What is needed is an exact copy of every line in the listing.
Top of Task data
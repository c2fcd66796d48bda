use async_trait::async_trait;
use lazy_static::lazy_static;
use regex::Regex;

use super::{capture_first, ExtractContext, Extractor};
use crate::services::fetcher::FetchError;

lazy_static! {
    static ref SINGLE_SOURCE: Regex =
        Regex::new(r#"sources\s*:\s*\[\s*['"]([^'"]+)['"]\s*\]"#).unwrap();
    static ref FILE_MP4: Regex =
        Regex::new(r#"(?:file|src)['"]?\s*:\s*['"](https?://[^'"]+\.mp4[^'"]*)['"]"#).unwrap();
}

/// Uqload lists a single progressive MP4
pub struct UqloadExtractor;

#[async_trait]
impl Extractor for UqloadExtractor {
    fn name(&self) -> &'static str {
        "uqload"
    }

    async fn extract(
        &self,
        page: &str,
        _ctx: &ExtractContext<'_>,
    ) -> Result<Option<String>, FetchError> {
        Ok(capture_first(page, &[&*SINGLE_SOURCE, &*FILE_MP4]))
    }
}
Bottom of Task data
**Solution for this task:**
repository c2fcd66796d48bda
use async_trait::async_trait;
use lazy_static::lazy_static;
use regex::Regex;

use super::{capture_first, ExtractContext, Extractor};
use crate::services::fetcher::FetchError;

lazy_static! {
    static ref SINGLE_SOURCE: Regex =
        Regex::new(r#"sources\s*:\s*\[\s*['"]([^'"]+)['"]\s*\]"#).unwrap();
    static ref FILE_MP4: Regex =
        Regex::new(r#"(?:file|src)['"]?\s*:\s*['"](https?://[^'"]+\.mp4[^'"]*)['"]"#).unwrap();
}

/// Uqload lists a single progressive MP4
pub struct UqloadExtractor;

#[async_trait]
impl Extractor for UqloadExtractor {
    fn name(&self) -> &'static str {
        "uqload"
    }

    async fn extract(
        &self,
        page: &str,
        _ctx: &ExtractContext<'_>,
    ) -> Result<Option<String>, FetchError> {
        Ok(capture_first(page, &[&*SINGLE_SOURCE, &*FILE_MP4]))
    }
}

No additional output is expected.